You need money to help pay for your daughter's college tuition. Or maybe you need a large dose of cash to cover the costs of a long-planned vacation or to pay off your high-interest credit cards. You'd like to do this by tapping your home through a home equity loan or a home equity line of credit. Problem is, your home has negative equity, meaning that you owe more on your mortgage loan than the value of your home. If you're in this situation, borrowing against your home's equity is an impossibility.
Borrowing Against Your Home's Equity
Homeowners who want quick access to a significant amount of money can always turn to their home's equity. They can choose from two products: a home equity loan that is a second mortgage or a home equity line of credit that acts as a credit card with a balance determined by the amount of equity in a residence. But to access either product, homeowners must have equity.

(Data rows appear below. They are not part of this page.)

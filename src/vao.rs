use gl::types::{GLint, GLsizei, GLuint};

use crate::buffer::VertexBuffer;
use crate::context::{Bindable, RenderContext};
use crate::error::{Error, Result};
use crate::layout::VertexBufferLayout;

// ----------------------------------------------------------------------------

/// One attribute slot as handed to `glVertexAttribPointer`.
#[derive(Debug, Clone, Copy, PartialEq, Eq)]
pub struct AttributeBinding {
    pub location: u32,
    pub vector_size: i32,
    pub data_type: u32, // GL_FLOAT, GL_UNSIGNED_INT, GL_UNSIGNED_BYTE
    pub normalized: bool,
    pub stride: i32,
    pub offset: usize,
}

// ----------------------------------------------------------------------------

/// Wrapper around GL's VAO. Binding it restores every attribute pointer and
/// the element buffer in one call.
pub struct VertexArray {
    ctx: RenderContext,
    vao: GLuint,
    attributes: Vec<AttributeBinding>,
}

impl VertexArray {
    /// Creates the array and leaves it bound, so the attribute and index
    /// buffer setup that follows is recorded into it.
    pub fn new(ctx: &RenderContext) -> Result<Self> {
        let vao = gl_call!(ctx, gen_vertex_array())?;
        if vao == 0 {
            return Err(Error::ResourceCreation("vertex array"));
        }

        let vertex_array = Self {
            ctx: ctx.clone(),
            vao,
            attributes: Vec::new(),
        };
        vertex_array.raw_bind()?;

        log::debug!("created vertex array {}", vao);
        Ok(vertex_array)
    }

    /// Points slots `0..layout.elements().len()` at `buffer`, in push order.
    pub fn add_buffer(&mut self, buffer: &VertexBuffer, layout: &VertexBufferLayout) -> Result<()> {
        self.raw_bind()?;
        buffer.raw_bind()?;

        let stride = layout.stride() as GLsizei;
        for (location, (offset, element)) in layout.offsets().enumerate() {
            let attribute = AttributeBinding {
                location: location as u32,
                vector_size: element.count as GLint,
                data_type: element.attrib_type.gl_type(),
                normalized: element.normalized,
                stride,
                offset: offset as usize,
            };

            gl_call!(self.ctx, enable_vertex_attrib_array(attribute.location))?;
            gl_call!(
                self.ctx,
                vertex_attrib_pointer(
                    attribute.location,
                    attribute.vector_size,
                    attribute.data_type,
                    attribute.normalized,
                    attribute.stride,
                    attribute.offset,
                )
            )?;
            self.attributes.push(attribute);
        }

        Ok(())
    }

    pub fn attributes(&self) -> &[AttributeBinding] {
        &self.attributes
    }

    pub fn handle(&self) -> GLuint {
        self.vao
    }
}

impl Bindable for VertexArray {
    fn raw_bind(&self) -> Result<()> {
        gl_call!(self.ctx, bind_vertex_array(self.vao))
    }

    fn raw_unbind(&self) -> Result<()> {
        gl_call!(self.ctx, bind_vertex_array(0))
    }
}

impl Drop for VertexArray {
    fn drop(&mut self) {
        if let Err(err) = gl_release!(self.ctx, delete_vertex_array(self.vao)) {
            log::warn!("failed to delete vertex array {}: {}", self.vao, err);
        } else {
            log::debug!("deleted vertex array {}", self.vao);
        }
    }
}
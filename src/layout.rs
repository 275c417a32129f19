use gl::types::GLenum;

use crate::error::{Error, Result};

/// Scalar type of one vertex attribute component.
#[derive(Debug, Copy, Clone, Eq, PartialEq, Hash)]
pub enum AttribType {
    Float,
    UnsignedInt,
    /// Packed colour channels, normalized to 0..=1 by the driver.
    UnsignedByte,
}

struct AttribInfo {
    gl_type: GLenum,
    size: u32,
    normalized: bool,
}

impl AttribType {
    const fn info(self) -> AttribInfo {
        match self {
            AttribType::Float => AttribInfo {
                gl_type: gl::FLOAT,
                size: 4,
                normalized: false,
            },
            AttribType::UnsignedInt => AttribInfo {
                gl_type: gl::UNSIGNED_INT,
                size: 4,
                normalized: false,
            },
            AttribType::UnsignedByte => AttribInfo {
                gl_type: gl::UNSIGNED_BYTE,
                size: 1,
                normalized: true,
            },
        }
    }

    pub fn from_gl(gl_type: GLenum) -> Result<Self> {
        match gl_type {
            gl::FLOAT => Ok(AttribType::Float),
            gl::UNSIGNED_INT => Ok(AttribType::UnsignedInt),
            gl::UNSIGNED_BYTE => Ok(AttribType::UnsignedByte),
            other => Err(Error::UnsupportedAttribType(other)),
        }
    }

    pub const fn gl_type(self) -> GLenum {
        self.info().gl_type
    }

    /// Byte size of one component.
    pub const fn size(self) -> u32 {
        self.info().size
    }

    pub const fn normalized(self) -> bool {
        self.info().normalized
    }
}

/// Rust scalars that can back a vertex attribute.
pub trait VertexAttrib: bytemuck::Pod {
    const TYPE: AttribType;
}

impl VertexAttrib for f32 {
    const TYPE: AttribType = AttribType::Float;
}

impl VertexAttrib for u32 {
    const TYPE: AttribType = AttribType::UnsignedInt;
}

impl VertexAttrib for u8 {
    const TYPE: AttribType = AttribType::UnsignedByte;
}

#[derive(Debug, Copy, Clone, Eq, PartialEq)]
pub struct VertexBufferElement {
    pub attrib_type: AttribType,
    pub count: u32,
    pub normalized: bool,
}

impl VertexBufferElement {
    /// Bytes this attribute takes up in one vertex.
    pub fn size(&self) -> u32 {
        self.count * self.attrib_type.size()
    }
}

/// Ordered attribute list for one interleaved vertex buffer.
///
/// Push order decides both the byte offset of each attribute and its
/// attribute slot: the first push is slot 0.
#[derive(Debug, Clone, Default, PartialEq, Eq)]
pub struct VertexBufferLayout {
    elements: Vec<VertexBufferElement>,
    stride: u32,
}

impl VertexBufferLayout {
    pub fn new() -> Self {
        Self::default()
    }

    /// `layout.push::<f32>(2)` appends a two-float attribute.
    pub fn push<T: VertexAttrib>(&mut self, count: u32) -> Result<&mut Self> {
        self.push_type(T::TYPE, count)
    }

    pub fn push_type(&mut self, attrib_type: AttribType, count: u32) -> Result<&mut Self> {
        if !(1..=4).contains(&count) {
            return Err(Error::InvalidComponentCount(count));
        }

        let element = VertexBufferElement {
            attrib_type,
            count,
            normalized: attrib_type.normalized(),
        };
        self.stride += element.size();
        self.elements.push(element);
        Ok(self)
    }

    pub fn push_gl(&mut self, gl_type: GLenum, count: u32) -> Result<&mut Self> {
        self.push_type(AttribType::from_gl(gl_type)?, count)
    }

    pub fn stride(&self) -> u32 {
        self.stride
    }

    pub fn elements(&self) -> &[VertexBufferElement] {
        &self.elements
    }

    /// Each element paired with its byte offset inside a vertex.
    pub fn offsets(&self) -> impl Iterator<Item = (u32, &VertexBufferElement)> + '_ {
        self.elements.iter().scan(0u32, |offset, element| {
            let current = *offset;
            *offset += element.size();
            Some((current, element))
        })
    }
}
use std::fmt;

use crate::shader::ShaderStage;

pub type Result<T> = std::result::Result<T, Error>;

#[derive(Debug)]
pub enum Error {
    /// The driver raised an error flag after a wrapped call.
    Gl {
        code: u32,
        call: &'static str,
        file: &'static str,
        line: u32,
    },

    /// The driver handed back a zero name for a new object.
    ResourceCreation(&'static str),

    /// A GL type enum that a vertex layout cannot describe.
    UnsupportedAttribType(u32),

    /// Attribute component counts must be 1..=4.
    InvalidComponentCount(u32),

    ShaderIo(std::io::Error),

    ShaderCompile { stage: ShaderStage, log: String },

    ProgramLink(String),

    ProgramValidate(String),

    /// Window, context or event pump setup failed.
    Window(String),
}

impl fmt::Display for Error {
    fn fmt(&self, f: &mut fmt::Formatter<'_>) -> fmt::Result {
        match self {
            Error::Gl {
                code,
                call,
                file,
                line,
            } => write!(f, "[OpenGL Error] ({}): {} {}:{}", code, call, file, line),
            Error::ResourceCreation(what) => write!(f, "Driver failed to create {}", what),
            Error::UnsupportedAttribType(ty) => {
                write!(f, "Unsupported vertex attribute type 0x{:X}", ty)
            }
            Error::InvalidComponentCount(count) => {
                write!(f, "Vertex attribute component count {} is not in 1..=4", count)
            }
            Error::ShaderIo(err) => write!(f, "Failed to read shader source: {}", err),
            Error::ShaderCompile { stage, log } => {
                write!(f, "Failed to compile {} shader: {}", stage, log)
            }
            Error::ProgramLink(log) => write!(f, "Failed to link shader program: {}", log),
            Error::ProgramValidate(log) => {
                write!(f, "Shader program failed validation: {}", log)
            }
            Error::Window(msg) => write!(f, "Window error: {}", msg),
        }
    }
}

impl std::error::Error for Error {
    fn source(&self) -> Option<&(dyn std::error::Error + 'static)> {
        match self {
            Error::ShaderIo(err) => Some(err),
            _ => None,
        }
    }
}

impl From<std::io::Error> for Error {
    fn from(err: std::io::Error) -> Self {
        Error::ShaderIo(err)
    }
}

Calculating equity is fairly simple. Homeowners who purchased a $200,000 house while putting down a down payment of 10 percent -- or $20,000 -- owe $180,000 on their residence. This means that they have equity of $20,000, the amount of their mortgage loan that they have already paid off. Equity changes over time as homeowners pay down more of their mortgage loan's principal balance and as home prices rise or fall. Say that the same homeowners above, five years later, have paid off $10,000 more in principal. If their home value has stayed the same, they would now have $30,000 worth of equity and owe $170,000 on their mortgage loan's principal balance. If their home's value has changed, however, their equity will also change. If their home now carries an appraised value of $250,000, they'd now have equity of $80,000, the difference between the $250,000 their home is worth and the $170,000 they owe on it.
How Much You Can Borrow
The amount of equity in owners' homes determines how much money they can borrow with a home equity loan or home equity line of credit. Homeowners who have $50,000 worth of equity can theoretically borrow up to $50,000 through either of these vehicles. However, most mortgage lenders will only lend owners an amount that is lower than their actual equity.
Homeowners can run into trouble, though, if their residences have lost value since they purchased them. If their home value has fallen by enough, they may be underwater, or have negative equity. This happens when homeowners owe more on their mortgage loans than what their homes are currently worth. Homeowners in such a situation can't borrow against their home's equity because they have no equity.